Ten years after uploading her first original song on YouTube, dodie has released her debut studio album, Build a Problem. Though this marks her first full-length release, the 25-year-old British singer-songwriter, born Dorothy Miranda Clark, has established a strong online presence with nearly 2 million subscribers on her main YouTube channel, and her three independently released EPs – 2016’s Intertwined, 2017’s You, and 2019’s Human – went on to reach the UK pop charts. One thing dodie’s videos and her music have in common is that they both can feel like soul-baring admissions of vulnerability. Throughout her career, she’s channeled that intimacy through lush folk pop built around soft vocals and plucky acoustic guitars, and her debut LP is no different – this time, though, the variations in sound and mood also reflect the contradictions she often speaks about in her discussions of mental health. Working with producer Joe Rubel as well as an 13-piece orchestra, dodie uses the extra space to experiment with different styles and structures as the album delves into darker, more dramatic territory, adding rich, complex layers to her explorations of self-worth, shame, and inner conflict.

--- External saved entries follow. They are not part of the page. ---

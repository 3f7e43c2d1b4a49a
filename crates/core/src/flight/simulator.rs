//! Trip task implementation.

use std::sync::Arc;
use std::time::Duration;

use chrono::Utc;
use tokio::sync::broadcast;
use tracing::{error, info, warn};

use crate::config::SimulatorConfig;
use crate::events::{DeliveryBroadcaster, DeliveryEvent, FleetEvent, TripStats};
use crate::fleet::{Drone, FleetStore};
use crate::geo::{haversine_km, Location};
use crate::orders::{OrderStatus, OrderStatusClient};

use super::types::{Trip, TripHandle};

/// Progress at or beyond this is clamped to exactly 1.0, so step
/// accumulation error can never leave a trip hovering short of completion.
const COMPLETION_CLAMP: f64 = 0.99;

/// Spawns and drives per-trip flight tasks.
///
/// All collaborators are injected at construction; no ambient globals.
pub struct FlightSimulator {
    config: SimulatorConfig,
    fleet: Arc<dyn FleetStore>,
    broadcaster: Arc<DeliveryBroadcaster>,
    orders: Arc<dyn OrderStatusClient>,
}

impl FlightSimulator {
    pub fn new(
        config: SimulatorConfig,
        fleet: Arc<dyn FleetStore>,
        broadcaster: Arc<DeliveryBroadcaster>,
        orders: Arc<dyn OrderStatusClient>,
    ) -> Self {
        Self {
            config,
            fleet,
            broadcaster,
            orders,
        }
    }

    /// Start simulating a flight for a reserved drone.
    ///
    /// Returns immediately; the trip runs on its own task with its own timer
    /// until completion or cancellation.
    pub fn start(
        &self,
        drone: &Drone,
        order_id: &str,
        start: Location,
        end: Location,
    ) -> TripHandle {
        let trip = Trip {
            order_id: order_id.to_string(),
            drone_name: drone.name.clone(),
            start,
            end,
            total_distance_km: haversine_km(start, end),
            progress: 0.0,
            started_at: Utc::now(),
        };

        info!(
            "Drone {} departing for order {}: [{}, {}] -> [{}, {}], {:.2} km",
            trip.drone_name,
            trip.order_id,
            start.lat,
            start.lng,
            end.lat,
            end.lng,
            trip.total_distance_km
        );

        let (cancel_tx, cancel_rx) = broadcast::channel(1);
        let runner = TripRunner {
            trip,
            step: self.config.progress_step,
            tick: Duration::from_millis(self.config.tick_interval_ms),
            fleet: Arc::clone(&self.fleet),
            broadcaster: Arc::clone(&self.broadcaster),
            orders: Arc::clone(&self.orders),
        };

        let order_id = order_id.to_string();
        let drone_name = drone.name.clone();
        let task = tokio::spawn(runner.run(cancel_rx));

        TripHandle::new(order_id, drone_name, cancel_tx, task)
    }
}

/// Owned state of one running trip.
struct TripRunner {
    trip: Trip,
    step: f64,
    tick: Duration,
    fleet: Arc<dyn FleetStore>,
    broadcaster: Arc<DeliveryBroadcaster>,
    orders: Arc<dyn OrderStatusClient>,
}

impl TripRunner {
    async fn run(mut self, mut cancel_rx: broadcast::Receiver<()>) {
        let mut interval = tokio::time::interval(self.tick);
        // The first interval tick completes immediately; consume it so the
        // first position update lands one full period after departure.
        interval.tick().await;

        loop {
            tokio::select! {
                _ = cancel_rx.recv() => {
                    self.abort().await;
                    return;
                }
                _ = interval.tick() => {
                    if self.advance().await {
                        return;
                    }
                }
            }
        }
    }

    /// Advance one tick. Returns true when the trip reached its terminal
    /// state and the task should end.
    async fn advance(&mut self) -> bool {
        self.trip.progress += self.step;
        if self.trip.progress >= COMPLETION_CLAMP {
            self.trip.progress = 1.0;
        }

        let position = Location::lerp(self.trip.start, self.trip.end, self.trip.progress);
        let traveled = self.trip.total_distance_km * self.trip.progress;
        let remaining = (self.trip.total_distance_km - traveled).max(0.0);

        if let Err(e) = self
            .fleet
            .update_position(&self.trip.drone_name, position)
            .await
        {
            // Keep flying; the broadcast below is still worth publishing.
            warn!(
                "Failed to record position for drone {}: {}",
                self.trip.drone_name, e
            );
        }

        if self.trip.progress < 1.0 {
            self.broadcaster.publish(
                &self.trip.order_id,
                DeliveryEvent::Delivering {
                    order_id: self.trip.order_id.clone(),
                    drone_id: self.trip.drone_name.clone(),
                    location: position,
                    progress: round2(self.trip.progress),
                    stats: TripStats::from_km(self.trip.total_distance_km, traveled, remaining),
                    message: "Drone en route to your location".to_string(),
                },
            );
            return false;
        }

        self.complete().await;
        true
    }

    /// Terminal handling once progress hit 1.0.
    ///
    /// Order matters: the tracking UI hears about completion first, then the
    /// order service, then the fleet. Downstream failures are logged and
    /// never stop the drone from being released.
    async fn complete(&self) {
        info!(
            "Drone {} completed order {}",
            self.trip.drone_name, self.trip.order_id
        );

        self.broadcaster.publish(
            &self.trip.order_id,
            DeliveryEvent::Delivered {
                order_id: self.trip.order_id.clone(),
                drone_id: self.trip.drone_name.clone(),
                location: self.trip.end,
                progress: 1.0,
                stats: TripStats::from_km(
                    self.trip.total_distance_km,
                    self.trip.total_distance_km,
                    0.0,
                ),
                message: "Delivered successfully. Thank you!".to_string(),
            },
        );

        if let Err(e) = self
            .orders
            .update_status(&self.trip.order_id, OrderStatus::Delivered, None)
            .await
        {
            error!(
                "Failed to mark order {} delivered: {}",
                self.trip.order_id, e
            );
        }

        match self.fleet.release(&self.trip.drone_name).await {
            Ok(drone) => {
                self.broadcaster
                    .publish_global(FleetEvent::DroneUpdate { drone });
            }
            Err(e) => {
                error!("Failed to release drone {}: {}", self.trip.drone_name, e);
            }
        }

        self.broadcaster.drop_scope(&self.trip.order_id);
    }

    /// Cancellation path: no delivery events, no order notification, but the
    /// drone must not stay busy forever.
    async fn abort(&self) {
        warn!(
            "Trip for order {} cancelled at progress {:.2}",
            self.trip.order_id, self.trip.progress
        );

        match self.fleet.release(&self.trip.drone_name).await {
            Ok(drone) => {
                self.broadcaster
                    .publish_global(FleetEvent::DroneUpdate { drone });
            }
            Err(e) => {
                error!("Failed to release drone {}: {}", self.trip.drone_name, e);
            }
        }

        self.broadcaster.drop_scope(&self.trip.order_id);
    }
}

fn round2(value: f64) -> f64 {
    (value * 100.0).round() / 100.0
}
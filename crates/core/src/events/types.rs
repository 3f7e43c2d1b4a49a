//! Wire-level event types.

use serde::{Deserialize, Serialize};

use crate::fleet::Drone;
use crate::geo::Location;

/// Distance statistics attached to progress events.
///
/// Values are pre-formatted `"{:.2} km"` strings; the tracking UI renders
/// them verbatim.
#[derive(Debug, Clone, PartialEq, Eq, Serialize, Deserialize)]
pub struct TripStats {
    pub total: String,
    pub traveled: String,
    pub remaining: String,
}

impl TripStats {
    pub fn from_km(total: f64, traveled: f64, remaining: f64) -> Self {
        Self {
            total: format!("{:.2} km", total),
            traveled: format!("{:.2} km", traveled),
            remaining: format!("{:.2} km", remaining),
        }
    }
}

/// An event scoped to one order's broadcast channel.
#[derive(Debug, Clone, Serialize, Deserialize)]
#[serde(tag = "status", rename_all = "SCREAMING_SNAKE_CASE")]
pub enum DeliveryEvent {
    /// A drone was reserved for the order.
    #[serde(rename_all = "camelCase")]
    DroneAssigned {
        order_id: String,
        drone_id: String,
        message: String,
    },
    /// Periodic in-flight progress update.
    #[serde(rename_all = "camelCase")]
    Delivering {
        order_id: String,
        drone_id: String,
        location: Location,
        /// Rounded to two decimals.
        progress: f64,
        stats: TripStats,
        message: String,
    },
    /// Terminal event, published exactly once per trip.
    #[serde(rename_all = "camelCase")]
    Delivered {
        order_id: String,
        drone_id: String,
        location: Location,
        progress: f64,
        stats: TripStats,
        message: String,
    },
}

impl DeliveryEvent {
    pub fn order_id(&self) -> &str {
        match self {
            DeliveryEvent::DroneAssigned { order_id, .. }
            | DeliveryEvent::Delivering { order_id, .. }
            | DeliveryEvent::Delivered { order_id, .. } => order_id,
        }
    }

    pub fn progress(&self) -> f64 {
        match self {
            DeliveryEvent::DroneAssigned { .. } => 0.0,
            DeliveryEvent::Delivering { progress, .. }
            | DeliveryEvent::Delivered { progress, .. } => *progress,
        }
    }
}

/// A fleet-wide event delivered to every connection, unscoped.
#[derive(Debug, Clone, Serialize, Deserialize)]
#[serde(tag = "type", rename_all = "snake_case")]
pub enum FleetEvent {
    /// A drone changed state; fleet-monitoring dashboards refresh from this.
    DroneUpdate { drone: Drone },
}
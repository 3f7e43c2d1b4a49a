//! Mock order-status client for testing.

use async_trait::async_trait;
use chrono::{DateTime, Utc};
use tokio::sync::RwLock;

use crate::orders::{OrderClientError, OrderStatus, OrderStatusClient};

/// A recorded status update for test assertions.
#[derive(Debug, Clone)]
pub struct RecordedStatusUpdate {
    pub order_id: String,
    pub status: OrderStatus,
    pub drone_id: Option<String>,
    pub timestamp: DateTime<Utc>,
}

/// Mock implementation of [`OrderStatusClient`].
///
/// Records every call for assertions and can simulate a downstream failure
/// on the next request.
#[derive(Debug, Default)]
pub struct MockOrderClient {
    recorded: RwLock<Vec<RecordedStatusUpdate>>,
    fail_next: RwLock<bool>,
}

impl MockOrderClient {
    pub fn new() -> Self {
        Self::default()
    }

    /// All recorded status updates, in call order.
    pub async fn recorded(&self) -> Vec<RecordedStatusUpdate> {
        self.recorded.read().await.clone()
    }

    /// Make the next `update_status` call fail with a connection error.
    pub async fn fail_next(&self) {
        *self.fail_next.write().await = true;
    }
}

#[async_trait]
impl OrderStatusClient for MockOrderClient {
    async fn update_status(
        &self,
        order_id: &str,
        status: OrderStatus,
        drone_id: Option<&str>,
    ) -> Result<(), OrderClientError> {
        if std::mem::take(&mut *self.fail_next.write().await) {
            return Err(OrderClientError::ConnectionFailed(
                "mock failure".to_string(),
            ));
        }

        self.recorded.write().await.push(RecordedStatusUpdate {
            order_id: order_id.to_string(),
            status,
            drone_id: drone_id.map(str::to_string),
            timestamp: Utc::now(),
        });
        Ok(())
    }
}
mod loader;
mod types;
mod validate;

pub use loader::{load_config, load_config_from_str};
pub use types::*;
pub use validate::validate_config;

use thiserror::Error;

#[derive(Debug, Error)]
pub enum ConfigError {
    #[error("Configuration file not found: {0}")]
    FileNotFound(String),

    #[error("Failed to parse configuration: {0}")]
    ParseError(String),

    #[error("Configuration validation failed: {0}")]
    ValidationError(String),
}
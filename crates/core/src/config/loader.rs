use figment::{
    providers::{Env, Format, Toml},
    Figment,
};
use std::path::Path;

use super::{types::Config, ConfigError};

/// Load configuration from file with environment variable overrides
pub fn load_config(path: &Path) -> Result<Config, ConfigError> {
    if !path.exists() {
        return Err(ConfigError::FileNotFound(path.display().to_string()));
    }

    let config: Config = Figment::new()
        .merge(Toml::file(path))
        .merge(Env::prefixed("SKYFLEET_").split("_"))
        .extract()
        .map_err(|e| ConfigError::ParseError(e.to_string()))?;

    Ok(config)
}

/// Load configuration from TOML string (useful for testing)
pub fn load_config_from_str(toml_str: &str) -> Result<Config, ConfigError> {
    toml::from_str(toml_str).map_err(|e| ConfigError::ParseError(e.to_string()))
}
//! Allocation shim over the guest's allocator exports.
//!
//! Host-side byte strings are staged into regions obtained from the guest's
//! own allocator. Every region the shim places is released through it as
//! well, and [`AllocStats`] keeps the books.

use super::memory::{LinearMemory, PtrLen};
use crate::error::{BridgeError, Result};

/// Alignment used for byte strings.
pub const BYTE_ALIGN: u32 = 1;

/// Running totals of shim activity.
#[derive(Debug, Clone, Copy, Default, PartialEq, Eq)]
pub struct AllocStats {
    /// Regions obtained from the guest allocator
    pub places: u64,
    /// Reallocations of placed regions
    pub extensions: u64,
    /// Placed regions returned to the guest allocator
    pub releases: u64,
    /// Guest-produced regions freed after the host consumed them
    pub reclaims: u64,
    /// Total bytes staged into guest memory
    pub bytes_placed: u64,
}

impl AllocStats {
    /// Regions placed but not yet released.
    pub fn outstanding(&self) -> u64 {
        self.places.saturating_sub(self.releases)
    }
}

/// Places, extends and releases regions in guest memory.
#[derive(Debug, Clone, Default)]
pub struct AllocationShim {
    stats: AllocStats,
}

impl AllocationShim {
    /// Create a shim with zeroed statistics.
    pub fn new() -> Self {
        Self::default()
    }

    /// Statistics so far.
    pub fn stats(&self) -> AllocStats {
        self.stats
    }

    /// Count bytes written into a region obtained through [`reserve`](Self::reserve).
    pub(crate) fn account(&mut self, bytes: u32) {
        self.stats.bytes_placed += u64::from(bytes);
    }

    /// Reserve `size` bytes without writing them.
    pub fn reserve<M: LinearMemory + ?Sized>(&mut self, mem: &mut M, size: u32) -> Result<PtrLen> {
        let ptr = mem.malloc(size, BYTE_ALIGN)?;
        if ptr == 0 && size != 0 {
            return Err(BridgeError::AllocationFailure {
                requested: size,
                reason: "allocator returned null".to_string(),
            });
        }
        self.stats.places += 1;
        Ok(PtrLen::new(ptr, size))
    }

    /// Copy `bytes` into a freshly allocated region.
    pub fn place<M: LinearMemory + ?Sized>(
        &mut self,
        mem: &mut M,
        bytes: &[u8],
    ) -> Result<PtrLen> {
        let size = u32::try_from(bytes.len()).map_err(|_| BridgeError::AllocationFailure {
            requested: u32::MAX,
            reason: format!("{} bytes exceed the 32-bit address space", bytes.len()),
        })?;
        let region = self.reserve(mem, size)?;

        // The allocator may have grown memory; fetch the view afresh.
        let written = mem
            .view()
            .and_then(|mut view| view.write(region.ptr, bytes));
        if let Err(e) = written {
            self.release(mem, region)?;
            return Err(e);
        }
        self.account(size);
        Ok(region)
    }

    /// Resize a placed region. The returned pointer may differ from `region.ptr`.
    pub fn extend<M: LinearMemory + ?Sized>(
        &mut self,
        mem: &mut M,
        region: PtrLen,
        new_len: u32,
    ) -> Result<PtrLen> {
        let ptr = mem.realloc(region.ptr, region.len, new_len, BYTE_ALIGN)?;
        if ptr == 0 && new_len != 0 {
            return Err(BridgeError::AllocationFailure {
                requested: new_len,
                reason: "reallocator returned null".to_string(),
            });
        }
        self.stats.extensions += 1;
        Ok(PtrLen::new(ptr, new_len))
    }

    /// Hand a region back to the guest allocator.
    pub fn release<M: LinearMemory + ?Sized>(&mut self, mem: &mut M, region: PtrLen) -> Result<()> {
        mem.free(region.ptr, region.len, BYTE_ALIGN)?;
        self.stats.releases += 1;
        Ok(())
    }

    /// Free a region the guest allocated and handed over, such as an output string.
    pub fn reclaim<M: LinearMemory + ?Sized>(&mut self, mem: &mut M, region: PtrLen) -> Result<()> {
        mem.free(region.ptr, region.len, BYTE_ALIGN)?;
        self.stats.reclaims += 1;
        Ok(())
    }
}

We caught up with Dodie to talk about the story behind each song on Build a Problem. Listen to the album and read our track-by-track interview below.
1. Air So Sweet
Your 2019 EP, Human, also opened with this kind of spare, vocal-led track, though this also has a really nice layer of percussion and keys. Was there a reason you wanted to continue this trend with your debut album?
I love an instrumental kind of intro. I had one ready, and I knew I wanted to use it. Especially this song in particular, it’s very, like – my arms are open, open to receive anything, whatever the world hits at me. It just feels very alive. So it felt right to go at the beginning and be like, “Hit me. Throw whatever you have at me.”
Am I right in sensing a bit of a Bon Iver influence here?
Oh, yeah, probably. Definitely, like, clustered harmonies. I enjoyed adding – cause that demo lives on its own on YouTube, but we added a sort of bass sub-type thing and also an echoed percussion part that we wanted to be really subtle, just to give it a little bit of a boost.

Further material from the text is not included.